Feeling the need to escape the noise and heat for a moment, I opened the back door and stepped out onto a patio. The garden was small and contained little in the way of botanical life, being mostly paved with concrete slabs or covered in slippery decking. Dusk was falling, but the sky felt small here, and I felt penned in by a high fence which ran on all three sides. I breathed in, deeply, hoping for cool night air. Instead, my nasal passages were assaulted by tar, nicotine and other poisons.
“Nice night, eh?” said Raymond, loitering unnoticed in the shadows and, just for a change, puffing on a cigarette. I nodded.
“I came out for some fresh air,” he said, without a hint of irony. “I shouldn’t drink fizz, it knocks me for six.” I realized that I was somewhat discombobulated myself.
“I think I’m ready to go home now,” I said, a little unsteady on my feet. It was, however, a lovely feeling.
“Come and sit down for a minute,” Raymond said, steering me toward a pair of wooden armchairs.

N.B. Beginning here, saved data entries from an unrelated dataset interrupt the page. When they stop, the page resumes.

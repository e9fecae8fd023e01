//! Pure distance and containment helpers over geographic coordinates
//!
//! Exact nearest-place queries are delegated to the external place-lookup
//! collaborator; these helpers only back the station distance diagnostics,
//! which carry no control-flow weight.

use crate::data::Point;

/// Mean Earth radius in kilometers
const EARTH_RADIUS_KM: f64 = 6371.0;

/// Great-circle distance between two points in kilometers (haversine)
pub fn distance_km(a: &Point, b: &Point) -> f64 {
    let lat_a = a.latitude.to_radians();
    let lat_b = b.latitude.to_radians();
    let d_lat = (b.latitude - a.latitude).to_radians();
    let d_lon = (b.longitude - a.longitude).to_radians();

    let h = (d_lat / 2.0).sin().powi(2) + lat_a.cos() * lat_b.cos() * (d_lon / 2.0).sin().powi(2);
    2.0 * EARTH_RADIUS_KM * h.sqrt().asin()
}

/// Whether a point lies inside a polygon ring (ray casting)
///
/// The ring may be open or closed; a degenerate ring (< 3 vertices) contains
/// nothing. Points exactly on an edge are not guaranteed either way, which
/// is acceptable for diagnostics.
pub fn point_in_polygon(point: &Point, ring: &[Point]) -> bool {
    if ring.len() < 3 {
        return false;
    }

    let (x, y) = (point.longitude, point.latitude);
    let mut inside = false;
    let mut j = ring.len() - 1;
    for i in 0..ring.len() {
        let (xi, yi) = (ring[i].longitude, ring[i].latitude);
        let (xj, yj) = (ring[j].longitude, ring[j].latitude);
        let crosses = (yi > y) != (yj > y) && x < (xj - xi) * (y - yi) / (yj - yi) + xi;
        if crosses {
            inside = !inside;
        }
        j = i;
    }
    inside
}

/// Nearest ring vertex to a point, with its distance in kilometers
pub fn nearest_vertex(point: &Point, ring: &[Point]) -> Option<(Point, f64)> {
    ring.iter()
        .map(|vertex| (*vertex, distance_km(point, vertex)))
        .min_by(|(_, a), (_, b)| a.total_cmp(b))
}

#[cfg(test)]
mod tests {
    use super::*;

    fn p(latitude: f64, longitude: f64) -> Point {
        Point {
            latitude,
            longitude,
        }
    }

    // Roughly a 1°×1° cell around Washington, DC
    fn dc_cell() -> Vec<Point> {
        vec![
            p(38.5, -77.5),
            p(38.5, -76.5),
            p(39.5, -76.5),
            p(39.5, -77.5),
        ]
    }

    #[test]
    fn test_distance_zero_for_identical_points() {
        let a = p(40.7128, -74.0060);
        assert!(distance_km(&a, &a) < 1e-9);
    }

    #[test]
    fn test_distance_new_york_to_los_angeles() {
        let nyc = p(40.7128, -74.0060);
        let lax = p(34.0522, -118.2437);
        let d = distance_km(&nyc, &lax);
        // Great-circle distance is about 3,936 km
        assert!((d - 3936.0).abs() < 30.0, "got {d}");
    }

    #[test]
    fn test_distance_is_symmetric() {
        let a = p(38.9, -77.0);
        let b = p(39.2, -76.6);
        assert!((distance_km(&a, &b) - distance_km(&b, &a)).abs() < 1e-9);
    }

    #[test]
    fn test_point_in_polygon_inside() {
        assert!(point_in_polygon(&p(39.0, -77.0), &dc_cell()));
    }

    #[test]
    fn test_point_in_polygon_outside() {
        assert!(!point_in_polygon(&p(40.0, -77.0), &dc_cell()));
        assert!(!point_in_polygon(&p(39.0, -78.0), &dc_cell()));
    }

    #[test]
    fn test_point_in_polygon_degenerate_ring() {
        assert!(!point_in_polygon(&p(39.0, -77.0), &[]));
        assert!(!point_in_polygon(&p(39.0, -77.0), &[p(39.0, -77.0), p(39.1, -77.1)]));
    }

    #[test]
    fn test_nearest_vertex_picks_closest_corner() {
        let (vertex, distance) =
            nearest_vertex(&p(38.6, -77.4), &dc_cell()).expect("non-empty ring");
        assert!((vertex.latitude - 38.5).abs() < 1e-9);
        assert!((vertex.longitude - (-77.5)).abs() < 1e-9);
        assert!(distance > 0.0 && distance < 20.0);
    }

    #[test]
    fn test_nearest_vertex_empty_ring() {
        assert!(nearest_vertex(&p(38.6, -77.4), &[]).is_none());
    }
}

I was glad to do so, as my new boots rendered my balance somewhat precarious at the best of times. Raymond lit another cigarette—he seemed to be becoming a chain smoker.
“They’re a nice family, aren’t they?” he said.
“Laura is going to cut my hair,” I blurted out. I’ve no idea why.
“Is she now?” He smiled.
“You like her,” I stated, nodding sagely. I was a woman of the world, after all.
He laughed.
“She’s gorgeous, Eleanor, but she’s really not my type.” His cigarette end glowed red in the semidarkness.
“What is your type?” I asked, finding to my surprise that I was actually interested.
“I don’t know. Someone less . . . high maintenance, I guess. Someone . . . wait a minute.”
I was more than content to sit still while he walked off, returning minutes later with a bottle of wine and two garishly decorated paper cups sporting cartoon rodents on skateboards.